─── Exercise material ───

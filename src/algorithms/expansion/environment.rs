use iref::Iri;

use super::ExpansionOptions;
use crate::{algorithms::ContextProcessingOptions, ActiveContext, TermDefinition};

/// Expander.
///
/// Holds the parameters shared by the recursive calls of the expansion
/// algorithm.
#[derive(Clone, Copy)]
pub struct Expander<'a> {
	pub base_url: Option<&'a Iri>,
	pub options: ExpansionOptions,
	pub active_context: &'a ActiveContext,
	pub active_property: Option<&'a str>,
}

impl<'a> Expander<'a> {
	pub fn new(
		active_context: &'a ActiveContext,
		base_url: Option<&'a Iri>,
		options: ExpansionOptions,
	) -> Self {
		Self {
			base_url,
			options,
			active_context,
			active_property: None,
		}
	}

	pub fn active_property_definition(&self) -> Option<&'a TermDefinition> {
		self.active_property.and_then(|t| self.active_context.get(t))
	}

	/// Options used to process the contexts found along the way.
	pub fn context_options(&self) -> ContextProcessingOptions {
		self.options.into()
	}

	pub fn with<'b>(
		&self,
		active_context: &'b ActiveContext,
		active_property: Option<&'b str>,
	) -> Expander<'b>
	where
		'a: 'b,
	{
		Expander {
			base_url: self.base_url,
			options: self.options,
			active_context,
			active_property,
		}
	}
}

───

*Instructions for the task:*
A verbatim copy of all the records is to be produced.

*Answer for the task:*
filename src/algorithms/expansion/environment.rs
use iref::Iri;

use super::ExpansionOptions;
use crate::{algorithms::ContextProcessingOptions, ActiveContext, TermDefinition};

/// Expander.
///
/// Holds the parameters shared by the recursive calls of the expansion
/// algorithm.
#[derive(Clone, Copy)]
pub struct Expander<'a> {
	pub base_url: Option<&'a Iri>,
	pub options: ExpansionOptions,
	pub active_context: &'a ActiveContext,
	pub active_property: Option<&'a str>,
}

impl<'a> Expander<'a> {
	pub fn new(
		active_context: &'a ActiveContext,
		base_url: Option<&'a Iri>,
		options: ExpansionOptions,
	) -> Self {
		Self {
			base_url,
			options,
			active_context,
			active_property: None,
		}
	}

	pub fn active_property_definition(&self) -> Option<&'a TermDefinition> {
		self.active_property.and_then(|t| self.active_context.get(t))
	}

	/// Options used to process the contexts found along the way.
	pub fn context_options(&self) -> ContextProcessingOptions {
		self.options.into()
	}

	pub fn with<'b>(
		&self,
		active_context: &'b ActiveContext,
		active_property: Option<&'b str>,
	) -> Expander<'b>
	where
		'a: 'b,
	{
		Expander {
			base_url: self.base_url,
			options: self.options,
			active_context,
			active_property,
		}
	}
}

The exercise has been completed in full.